The most common type of oral medications are called systemic medications because they affect the entire body. Inflammation and scaling associated with psoriasis are reduced by suppressing the immune system with these medications. In most cases, they are prescribed to people with moderate to severe psoriasis who have failed to respond to other treatments.
Oral medications can be a great way to clear up psoriasis patches, but they can also have some side effects. Some of the common side effects of oral medications include nausea, vomiting, diarrhea, and hair loss. If you are considering taking oral medications, it is important to discuss the risks and benefits with your doctor.
- Injectable medications
Injectable medications are used to treat psoriasis because they can quickly deliver medication to the areas of the skin that need it. Injectables are also used when other treatments, like topical medications and phototherapy, have not been effective on their own.
The use of injectables can be combined with other treatments or used alone. Injectable medications are used to treat psoriasis because they can provide a more targeted and consistent treatment than topical medications, oral medications or light therapy.
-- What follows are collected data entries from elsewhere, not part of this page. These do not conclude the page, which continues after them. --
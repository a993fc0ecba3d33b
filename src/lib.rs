#![forbid(unsafe_code)]

pub mod actor;
pub mod cue;
pub mod error;
pub mod guide;
pub mod prop;
pub mod stage;
pub mod tick;
pub mod tween;

pub use actor::{Actor, ActorId, Casting, Plan, Skin};
pub use cue::{Cue, CueCtx, Description, GoneCue};
pub use error::{StagecraftError, StagecraftResult};
pub use prop::{Prop, Targets, target, targets};
pub use stage::{Action, Part, Scene, Stage, Status, StopHandle, Take};
pub use tick::{IntervalTicker, ManualTicker, TickCount, Ticker};
pub use tween::{Step, TICK_UNITS, Tween};
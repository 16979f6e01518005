//! Configuration schema definitions.
//!
//! This module defines the complete configuration structure for the server.
//! All types derive Serde traits for deserialization from config files, and
//! `PartialEq` so an unchanged file re-read yields an equal snapshot.

use serde::{Deserialize, Serialize};

/// Root configuration for the packet server.
#[derive(Debug, Clone, Deserialize, Serialize, Default, PartialEq)]
#[serde(default)]
pub struct ServerConfig {
    /// General server settings (identity, limits, timeouts).
    pub server: GeneralConfig,

    /// Ring buffer settings.
    pub ring: RingConfig,

    /// IP-based access policy lists.
    pub access: AccessConfig,

    /// TLS settings for endpoints that enable it.
    pub tls: TlsConfig,

    /// Static HTTP resources handed to protocol handlers.
    pub web: WebConfig,

    /// Optional per-client archive sink.
    pub archive: ArchiveConfig,

    /// Transfer log settings.
    pub transfer_log: TransferLogConfig,

    /// Listener endpoint definitions.
    pub listen: Vec<ListenConfig>,

    /// Directory scanner definitions.
    pub scan: Vec<ScanConfig>,

    /// Observability settings.
    pub observability: ObservabilityConfig,
}

/// General server settings.
#[derive(Debug, Clone, Deserialize, Serialize, PartialEq)]
#[serde(default)]
pub struct GeneralConfig {
    /// Server identifier reported to clients.
    pub server_id: String,

    /// Log verbosity (0-3), mapped onto the tracing filter when no
    /// environment filter is set.
    pub verbosity: u8,

    /// Resolve client hostnames for display (numeric strings otherwise).
    pub resolve_hosts: bool,

    /// Maximum concurrent clients (0 = unlimited).
    pub max_clients: u32,

    /// Maximum concurrent clients per source address (0 = unlimited).
    pub max_clients_per_ip: u32,

    /// Idle client timeout in seconds (0 = no timeout).
    pub client_timeout_secs: u32,

    /// Fraction of the ring a time-window search may cover, 0.0 to 1.0.
    pub time_win_limit: f64,
}

impl Default for GeneralConfig {
    fn default() -> Self {
        Self {
            server_id: "Ringstream Server".to_string(),
            verbosity: 0,
            resolve_hosts: true,
            max_clients: 600,
            max_clients_per_ip: 0,
            client_timeout_secs: 3600,
            time_win_limit: 1.0,
        }
    }
}

/// Ring buffer settings.
#[derive(Debug, Clone, Deserialize, Serialize, PartialEq)]
#[serde(default)]
pub struct RingConfig {
    /// Directory holding the packet buffer and stream index files.
    pub dir: Option<String>,

    /// Total ring size in bytes.
    pub size: u64,

    /// Maximum packet slot size in bytes.
    pub pkt_size: u32,

    /// Memory-map the packet buffer file.
    pub memory_map: bool,

    /// Keep the ring in memory only, nothing persisted.
    pub volatile: bool,

    /// Recovery policy when the ring files are corrupt or an old version:
    /// 0 = fail, 1 = move aside and re-create, 2 = delete and re-create.
    pub auto_recovery: u8,
}

impl Default for RingConfig {
    fn default() -> Self {
        Self {
            dir: None,
            size: 1024 * 1024 * 1024,
            pkt_size: 512,
            memory_map: true,
            volatile: false,
            auto_recovery: 1,
        }
    }
}

/// IP-based access policy lists. Entries are CIDR strings; a bare address
/// implies a full-length mask.
#[derive(Debug, Clone, Deserialize, Serialize, Default, PartialEq)]
#[serde(default)]
pub struct AccessConfig {
    /// If non-empty, only sources matching an entry are admitted.
    pub match_ips: Vec<String>,

    /// Sources matching an entry are rejected.
    pub reject_ips: Vec<String>,

    /// Sources matching an entry may write packets into the ring, are
    /// exempt from the per-IP cap, and may use the reserve above the
    /// global cap.
    pub write_ips: Vec<String>,

    /// Sources matching an entry may access privileged protocol operations.
    pub trusted_ips: Vec<String>,

    /// Sources matching an entry only see streams matching the pattern.
    pub limit_ips: Vec<LimitEntry>,
}

/// A stream-limit policy entry: sources inside `net` may only use streams
/// matching `streams`.
#[derive(Debug, Clone, Deserialize, Serialize, PartialEq)]
pub struct LimitEntry {
    /// CIDR network the limit applies to.
    pub net: String,

    /// Regular expression on stream IDs.
    pub streams: String,
}

/// TLS settings for endpoints that enable it.
#[derive(Debug, Clone, Deserialize, Serialize, Default, PartialEq)]
#[serde(default)]
pub struct TlsConfig {
    /// Path to certificate file (PEM).
    pub cert_file: Option<String>,

    /// Path to private key file (PEM).
    pub key_file: Option<String>,

    /// Require and verify client certificates.
    pub verify_client_cert: bool,
}

/// Static HTTP resources handed to protocol handlers.
#[derive(Debug, Clone, Deserialize, Serialize, Default, PartialEq)]
#[serde(default)]
pub struct WebConfig {
    /// Root directory for static file serving.
    pub root: Option<String>,

    /// Fixed header lines added to every HTTP response.
    pub http_headers: Vec<String>,
}

/// Optional per-client archive sink for received packets.
#[derive(Debug, Clone, Deserialize, Serialize, PartialEq)]
#[serde(default)]
pub struct ArchiveConfig {
    /// Base directory for archive files; archiving is off when unset.
    pub dir: Option<String>,

    /// Close archive files idle longer than this many seconds.
    pub idle_timeout_secs: u32,
}

impl Default for ArchiveConfig {
    fn default() -> Self {
        Self {
            dir: None,
            idle_timeout_secs: 300,
        }
    }
}

/// Transfer log settings.
#[derive(Debug, Clone, Deserialize, Serialize, PartialEq)]
#[serde(default)]
pub struct TransferLogConfig {
    /// Base directory for transfer logs; logging is off when unset.
    pub dir: Option<String>,

    /// Prefix for transfer log file names.
    pub prefix: Option<String>,

    /// Log interval in hours.
    pub interval_hours: f64,

    /// Record transmission (server to client) totals.
    pub tx_log: bool,

    /// Record reception (client to server) totals.
    pub rx_log: bool,
}

impl Default for TransferLogConfig {
    fn default() -> Self {
        Self {
            dir: None,
            prefix: None,
            interval_hours: 24.0,
            tx_log: true,
            rx_log: true,
        }
    }
}

/// One listener endpoint.
#[derive(Debug, Clone, Deserialize, Serialize, PartialEq)]
#[serde(default)]
pub struct ListenConfig {
    /// Numeric TCP port, or a filesystem path for a UNIX socket.
    pub port: String,

    /// Protocols served on this endpoint ("DataLink", "SeedLink", "HTTP").
    /// Empty means all three.
    pub protocols: Vec<String>,

    /// Address families to accept: "IPv4", "IPv6", "UNIX". Empty means
    /// IPv4 + IPv6 for numeric ports, UNIX for paths.
    pub families: Vec<String>,

    /// Serve TLS on this endpoint.
    pub tls: bool,
}

impl Default for ListenConfig {
    fn default() -> Self {
        Self {
            port: "16000".to_string(),
            protocols: Vec::new(),
            families: Vec::new(),
            tls: false,
        }
    }
}

/// One directory scanner job.
#[derive(Debug, Clone, Deserialize, Serialize, PartialEq)]
#[serde(default)]
pub struct ScanConfig {
    /// Directory to scan for packet files.
    pub dir: String,

    /// File persisting per-file read offsets across restarts.
    pub state_file: Option<String>,

    /// Only scan file names matching this pattern.
    #[serde(rename = "match")]
    pub match_pattern: Option<String>,

    /// Skip file names matching this pattern.
    #[serde(rename = "reject")]
    pub reject_pattern: Option<String>,

    /// Ingest pre-existing file content on first sight instead of starting
    /// at the current end of file.
    pub init_current_state: bool,
}

impl Default for ScanConfig {
    fn default() -> Self {
        Self {
            dir: String::new(),
            state_file: None,
            match_pattern: None,
            reject_pattern: None,
            init_current_state: false,
        }
    }
}

/// Observability settings.
#[derive(Debug, Clone, Deserialize, Serialize, PartialEq)]
#[serde(default)]
pub struct ObservabilityConfig {
    /// Log level (trace, debug, info, warn, error).
    pub log_level: String,

    /// Enable the Prometheus metrics endpoint.
    pub metrics_enabled: bool,

    /// Metrics endpoint bind address.
    pub metrics_address: String,
}

impl Default for ObservabilityConfig {
    fn default() -> Self {
        Self {
            log_level: "info".to_string(),
            metrics_enabled: false,
            metrics_address: "127.0.0.1:9090".to_string(),
        }
    }
}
Injectable medications are delivered directly to the site of the psoriasis, which allows for a higher concentration of the medication at the site of the psoriasis and a lower concentration of the medication in the rest of the body. This can lead to fewer side effects than other treatments. Injectable medications also provide a more consistent treatment than other treatments, which can be especially helpful for people with severe psoriasis.
Injectables work by suppressing the immune system, which is what causes the overgrowth of skin cells that leads to psoriasis. However, because injectables suppress the immune system, they can also increase the risk of infection and other side effects.
Prevention of Psoriasis
There is no guarantee that psoriasis can be prevented. However, there are a number of things you can do to reduce your risk.
- Avoid triggers. Psoriasis can be triggered by many things, so try to bypass those triggers.
- Keep skin healthy. Moisturize regularly and don't overwash or scrub your skin too harshly.
- Reduce stress. Stress can worsen psoriasis symptoms, so try to find ways to relax and manage stress effectively.